Al llegar al cuarto de su hermana, la vio. Estaba sobre la cama, cubierta con su propia sábana y bajo ella se adivinaba que estaba desnuda, con un disparo en la frente. No creía posible que la hubieran violado, teniendo en cuenta el poco tiempo que había tardado en viajar desde que lo había llamado, pero sin duda, desnudaron el cadáver como una ofensa hacia él. Tenía un pie por fuera de la sabana, el brazo lánguido le colgaba a un lado y el cabello castaño se le apelmazaba pegado a la sangre. Los ojos abiertos miraban el techo sin ningún aliento de vida, y Ron caminó hacia ella bajando el arma, como si de repente hubiera entrado en una dimensión de horror donde no tenía conciencia de sí mismo, ni de los pasos que daba al avanzar. Llorando, con el rostro desencajado por la amargura, le acarició la mejilla con una mano temblorosa, y le cerró los ojos.

—Lo siento... —gimió. —Lo siento tanto... no es justo...

Entre los espasmos de su llanto, Ron creyó oír un leve pitido, y casi sin atreverse a hacerlo por una cuestión de respeto, apartó con lentitud las sábanas del cuerpo de su hermana. Entre sus piernas y sobre el colchón, había dos cargas de explosivo con un temporizador, conectado por cables a más cargas que no podía ver, ya que el cuerpo de su hermana las cubría. El led en números negros marcaba siete segundos, luego bajó a seis. Ron giró sobre sus talones y corrió tan rápido como sus piernas le permitieron, atravesó el pasillo, la sala del living y salió por la puerta rápidamente, pero en el momento en que ponía un pie en el patio, las cargas detonaron. Sintió como era empujado hacia adelante por un aire caliente y cargado de olor a dinamita, el estruendo lo ensordeció y salió despedido hasta la calle, rodando contra el pavimento hasta casi la acera de enfrente, y soltando su arma. Cientos de cristales, madera y cimientos destrozados volaron en todas direcciones cayendo sobre su coche, sobre las casas aledañas y a su alrededor en treinta metros a la redonda.

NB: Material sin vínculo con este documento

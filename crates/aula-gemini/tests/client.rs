use aula_core::models::catalog::Modality;
use aula_core::models::request::LessonPlanRequest;
use aula_gemini::classify::RemoteFailure;
use aula_gemini::client::{GeminiClient, GeminiSettings};
use aula_gemini::error::GeminiError;
use aula_gemini::reference::ReferenceLoader;
use aula_gemini::transaction::{collect_fragments, generate_lesson_plan};
use futures::stream;
use serde_json::{Value, json};
use wiremock::matchers::{header, method, path, query_param};
use wiremock::{Mock, MockServer, ResponseTemplate};

const FIXTURE: &str = include_str!("../../aula-core/tests/fixtures/plan.json");
const STREAM_PATH: &str = "/v1beta/models/gemini-2.5-flash:streamGenerateContent";

fn request() -> LessonPlanRequest {
    LessonPlanRequest {
        topic: "Sistema Nervoso Central".to_string(),
        ..Modality::HighSchool.default_request()
    }
}

fn client(server: &MockServer, api_key: Option<&str>) -> GeminiClient {
    GeminiClient::new(GeminiSettings {
        api_key: api_key.map(str::to_string),
        base_url: server.uri(),
        ..GeminiSettings::default()
    })
}

/// Split `text` into `n` roughly equal pieces on char boundaries.
fn split_into(text: &str, n: usize) -> Vec<String> {
    let chars: Vec<char> = text.chars().collect();
    chars
        .chunks(chars.len().div_ceil(n))
        .map(|c| c.iter().collect())
        .collect()
}

fn sse_body(pieces: &[String], finish_reason: &str) -> String {
    let mut body = String::new();
    for (i, piece) in pieces.iter().enumerate() {
        let mut candidate = json!({
            "content": { "role": "model", "parts": [{ "text": piece }] }
        });
        if i + 1 == pieces.len() {
            candidate["finishReason"] = json!(finish_reason);
        }
        body.push_str(&format!("data: {}\r\n\r\n", json!({ "candidates": [candidate] })));
    }
    body
}

async fn mount_stream(server: &MockServer, body: String) {
    Mock::given(method("POST"))
        .and(path(STREAM_PATH))
        .and(query_param("alt", "sse"))
        .and(header("x-goog-api-key", "test-key"))
        .respond_with(ResponseTemplate::new(200).set_body_raw(body, "text/event-stream"))
        .mount(server)
        .await;
}

#[tokio::test]
async fn missing_credential_fails_before_any_request() {
    let server = MockServer::start().await;
    Mock::given(method("GET"))
        .respond_with(ResponseTemplate::new(200).set_body_json(json!([])))
        .mount(&server)
        .await;

    for key in [None, Some(""), Some("   ")] {
        let client = client(&server, key);
        let loader = ReferenceLoader::new(client.http().clone(), server.uri());

        let err = generate_lesson_plan(&client, Some(&loader), &request(), |_| {})
            .await
            .unwrap_err();
        assert!(matches!(err, GeminiError::Config(_)), "got {err:?}");
        assert!(err.user_message().starts_with("Erro de configuração"));
    }

    let received = server.received_requests().await.unwrap();
    assert!(received.is_empty(), "expected no outbound requests");
}

#[tokio::test]
async fn incomplete_request_fails_before_any_request() {
    let server = MockServer::start().await;
    let client = client(&server, Some("test-key"));

    let mut req = request();
    req.topic.clear();

    let err = client
        .generate_stream(&req, &Default::default())
        .await
        .err()
        .unwrap();
    assert!(matches!(err, GeminiError::InvalidRequest(_)));
    assert!(server.received_requests().await.unwrap().is_empty());
}

#[tokio::test]
async fn incomplete_request_skips_reference_fetch() {
    let server = MockServer::start().await;
    Mock::given(method("GET"))
        .respond_with(ResponseTemplate::new(200).set_body_json(json!([])))
        .mount(&server)
        .await;

    let client = client(&server, Some("test-key"));
    let loader = ReferenceLoader::new(client.http().clone(), server.uri());
    let mut req = request();
    req.grade = "  ".to_string();

    let err = generate_lesson_plan(&client, Some(&loader), &req, |_| {})
        .await
        .unwrap_err();
    assert!(matches!(err, GeminiError::InvalidRequest(_)), "got {err:?}");
    assert!(server.received_requests().await.unwrap().is_empty());
}

#[tokio::test]
async fn streamed_fragments_reconstruct_the_plan() {
    let server = MockServer::start().await;
    let pieces = split_into(FIXTURE, 7);
    mount_stream(&server, sse_body(&pieces, "STOP")).await;

    let client = client(&server, Some("test-key"));
    let mut seen = Vec::new();
    let result = generate_lesson_plan(&client, None, &request(), |f| seen.push(f.to_string()))
        .await
        .unwrap();

    assert_eq!(seen, pieces);
    assert_eq!(result.fragment_count, pieces.len());
    assert_eq!(result.model_id, "gemini-2.5-flash");
    assert_eq!(result.raw_text, FIXTURE);

    let plan = result.plan;
    assert_eq!(plan.title, "Sistema Nervoso Central: estrutura e funções");
    assert_eq!(plan.skills[0].code, "EM13CNT202");
    assert_eq!(plan.skills[1].code, "EM13CNT207");
    assert_eq!(
        plan.methodology.iter().map(|s| s.duration_min).collect::<Vec<_>>(),
        [10, 30, 10]
    );
}

#[tokio::test]
async fn request_carries_schema_prompt_and_limits() {
    let server = MockServer::start().await;
    mount_stream(&server, sse_body(&[FIXTURE.to_string()], "STOP")).await;

    let client = client(&server, Some("test-key"));
    generate_lesson_plan(&client, None, &request(), |_| {})
        .await
        .unwrap();

    let received = server.received_requests().await.unwrap();
    assert_eq!(received.len(), 1);
    let body: Value = serde_json::from_slice(&received[0].body).unwrap();

    let config = &body["generationConfig"];
    assert_eq!(config["responseMimeType"], "application/json");
    assert_eq!(config["maxOutputTokens"], 8192);
    assert_eq!(config["responseSchema"]["required"], json!(["lesson_plan"]));
    assert!((config["temperature"].as_f64().unwrap() - 0.7).abs() < 1e-6);

    let prompt = body["contents"][0]["parts"][0]["text"].as_str().unwrap();
    assert!(prompt.contains("Sistema Nervoso Central"));
    let instruction = body["systemInstruction"]["parts"][0]["text"].as_str().unwrap();
    assert!(instruction.contains("BNCC"));
}

#[tokio::test]
async fn reference_data_is_fetched_and_embedded() {
    let server = MockServer::start().await;
    mount_stream(&server, sse_body(&[FIXTURE.to_string()], "STOP")).await;
    Mock::given(method("GET"))
        .and(path("/data/bncc.json"))
        .respond_with(ResponseTemplate::new(200).set_body_json(json!([{ "codigo": "EM13CNT202" }])))
        .mount(&server)
        .await;

    let client = client(&server, Some("test-key"));
    let loader = ReferenceLoader::new(client.http().clone(), server.uri());
    generate_lesson_plan(&client, Some(&loader), &request(), |_| {})
        .await
        .unwrap();

    let received = server.received_requests().await.unwrap();
    let post = received
        .iter()
        .find(|r| r.method.as_str() == "POST")
        .unwrap();
    let body: Value = serde_json::from_slice(&post.body).unwrap();
    let instruction = body["systemInstruction"]["parts"][0]["text"].as_str().unwrap();
    assert!(instruction.contains("EM13CNT202"));
    // saeb.json was not mounted: the empty object stands in.
    assert!(instruction.contains("--- DADOS SAEB ---\n{}\n"));
}

#[tokio::test]
async fn rate_limit_response_is_classified() {
    let server = MockServer::start().await;
    Mock::given(method("POST"))
        .and(path(STREAM_PATH))
        .respond_with(ResponseTemplate::new(429).set_body_json(json!({
            "error": {
                "code": 429,
                "message": "Resource has been exhausted (e.g. check quota).",
                "status": "RESOURCE_EXHAUSTED"
            }
        })))
        .mount(&server)
        .await;

    let client = client(&server, Some("test-key"));
    let err = generate_lesson_plan(&client, None, &request(), |_| {})
        .await
        .unwrap_err();

    match err {
        GeminiError::Remote { failure, detail } => {
            assert_eq!(failure, RemoteFailure::RateLimited);
            assert!(detail.contains("exhausted"));
        }
        other => panic!("unexpected error {other:?}"),
    }
}

#[tokio::test]
async fn safety_stop_is_content_rejected() {
    let server = MockServer::start().await;
    let pieces = split_into(FIXTURE, 3);
    mount_stream(&server, sse_body(&pieces[..2], "SAFETY")).await;

    let client = client(&server, Some("test-key"));
    let err = generate_lesson_plan(&client, None, &request(), |_| {})
        .await
        .unwrap_err();
    assert!(matches!(
        err,
        GeminiError::Remote {
            failure: RemoteFailure::ContentRejected,
            ..
        }
    ));
}

#[tokio::test]
async fn blocked_prompt_is_content_rejected() {
    let server = MockServer::start().await;
    let body = format!(
        "data: {}\n\n",
        json!({ "promptFeedback": { "blockReason": "SAFETY" } })
    );
    mount_stream(&server, body).await;

    let client = client(&server, Some("test-key"));
    let err = generate_lesson_plan(&client, None, &request(), |_| {})
        .await
        .unwrap_err();
    assert_eq!(
        err.user_message(),
        RemoteFailure::ContentRejected.user_message()
    );
}

#[tokio::test]
async fn truncated_output_is_a_malformed_result() {
    let server = MockServer::start().await;
    let pieces = split_into(FIXTURE, 4);
    mount_stream(&server, sse_body(&pieces[..3], "MAX_TOKENS")).await;

    let client = client(&server, Some("test-key"));
    let err = generate_lesson_plan(&client, None, &request(), |_| {})
        .await
        .unwrap_err();
    assert!(matches!(err, GeminiError::MalformedPlan(_)), "got {err:?}");
}

#[tokio::test]
async fn collect_fragments_preserves_arrival_order() {
    let fragments = vec![
        Ok("{\"a\":".to_string()),
        Ok("[1,".to_string()),
        Ok("2]}".to_string()),
    ];
    let text = collect_fragments(stream::iter(fragments)).await.unwrap();
    assert_eq!(text, "{\"a\":[1,2]}");
}

#[tokio::test]
async fn collect_fragments_stops_at_first_error() {
    let fragments = vec![
        Ok("{".to_string()),
        Err(GeminiError::ResponseParse("boom".to_string())),
        Ok("}".to_string()),
    ];
    let err = collect_fragments(stream::iter(fragments)).await.unwrap_err();
    assert!(matches!(err, GeminiError::ResponseParse(_)));
}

Casi todos los vecinos de la calle salieron a sus portales, asustados por la estampida, y viendo como una columna de humo y fuego devoraba toda la propiedad, incluyendo hasta los árboles y rosales de algunos patios linderos.

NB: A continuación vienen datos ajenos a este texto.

use std::fmt;
use std::str::FromStr;

use serde::{Deserialize, Serialize};
use ts_rs::TS;

use crate::error::CoreError;

/// The form submission that drives one generation request.
#[derive(Debug, Clone, PartialEq, Eq, Serialize, Deserialize, TS)]
#[ts(export)]
pub struct LessonPlanRequest {
    /// Display name of the teaching modality, e.g. `"Ensino Médio"`.
    pub modality: String,
    pub curricular_component: String,
    pub grade: String,
    /// Knowledge object / topic typed by the user.
    pub topic: String,
    pub lesson_duration_min: u32,
    pub lesson_count: u32,
    pub detail_level: DetailLevel,
}

impl LessonPlanRequest {
    /// Check that every scalar is non-blank and every count is positive.
    pub fn validate(&self) -> Result<(), CoreError> {
        let strings = [
            ("modality", &self.modality),
            ("curricular_component", &self.curricular_component),
            ("grade", &self.grade),
            ("topic", &self.topic),
        ];
        for (name, value) in strings {
            if value.trim().is_empty() {
                return Err(CoreError::InvalidRequest(format!("{name} must not be empty")));
            }
        }
        if self.lesson_duration_min == 0 {
            return Err(CoreError::InvalidRequest(
                "lesson_duration_min must be positive".to_string(),
            ));
        }
        if self.lesson_count == 0 {
            return Err(CoreError::InvalidRequest(
                "lesson_count must be positive".to_string(),
            ));
        }
        Ok(())
    }

    /// Total requested class time in minutes.
    pub fn total_minutes(&self) -> u32 {
        self.lesson_duration_min.saturating_mul(self.lesson_count)
    }
}

#[derive(Debug, Clone, Copy, Default, PartialEq, Eq, Serialize, Deserialize, TS)]
#[ts(export)]
pub enum DetailLevel {
    #[serde(rename = "resumo")]
    Summary,
    #[default]
    #[serde(rename = "completo")]
    Complete,
    #[serde(rename = "detalhado")]
    Detailed,
}

impl DetailLevel {
    pub const ALL: [DetailLevel; 3] = [
        DetailLevel::Summary,
        DetailLevel::Complete,
        DetailLevel::Detailed,
    ];

    pub fn as_str(&self) -> &'static str {
        match self {
            DetailLevel::Summary => "resumo",
            DetailLevel::Complete => "completo",
            DetailLevel::Detailed => "detalhado",
        }
    }
}

impl fmt::Display for DetailLevel {
    fn fmt(&self, f: &mut fmt::Formatter<'_>) -> fmt::Result {
        f.write_str(self.as_str())
    }
}

impl FromStr for DetailLevel {
    type Err = CoreError;

    fn from_str(s: &str) -> Result<Self, Self::Err> {
        Self::ALL
            .into_iter()
            .find(|level| level.as_str() == s)
            .ok_or_else(|| {
                CoreError::InvalidRequest(format!(
                    "unknown detail level '{s}' (expected resumo, completo or detalhado)"
                ))
            })
    }
}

Ron se sentó en la calle, allí mismo donde había caído, y con los brazos a un lado del cuerpo elevó la mirada, reflejando con sus ojos verdes las llamas que consumían todo lo que una vez había amado, los recuerdos de su infancia, el cuerpo de su hermana y el de su padre, para que ni siquiera pudiera darles cristiana sepultura. Entonces gritó, comenzó a dar un alarido rabioso y angustiado, uno tras otro, durante cinco minutos, luego diez, luego quince, hasta que sintió que comenzaba a quedarse sin voz, y el sonido de las sirenas de los bomberos y la policía se sobreponía a sus gritos. Algunos vecinos se acercaron a él, le hablaron, se pararon a su lado, lo consolaban y le hacían preguntas que él no escuchaba. Solo miraba las llamas, sentía el calor del fuego en su rostro sucio y raspado de haber rodado por el pavimento, y no pensaba en nada. No podía responder, no podía hablar, no podía pensar ni actuar. Tan solo podía quedarse allí, viendo la escena sin poder controlar el llanto y el temblor de su cuerpo, sintiendo que su cordura pendía de un hilo.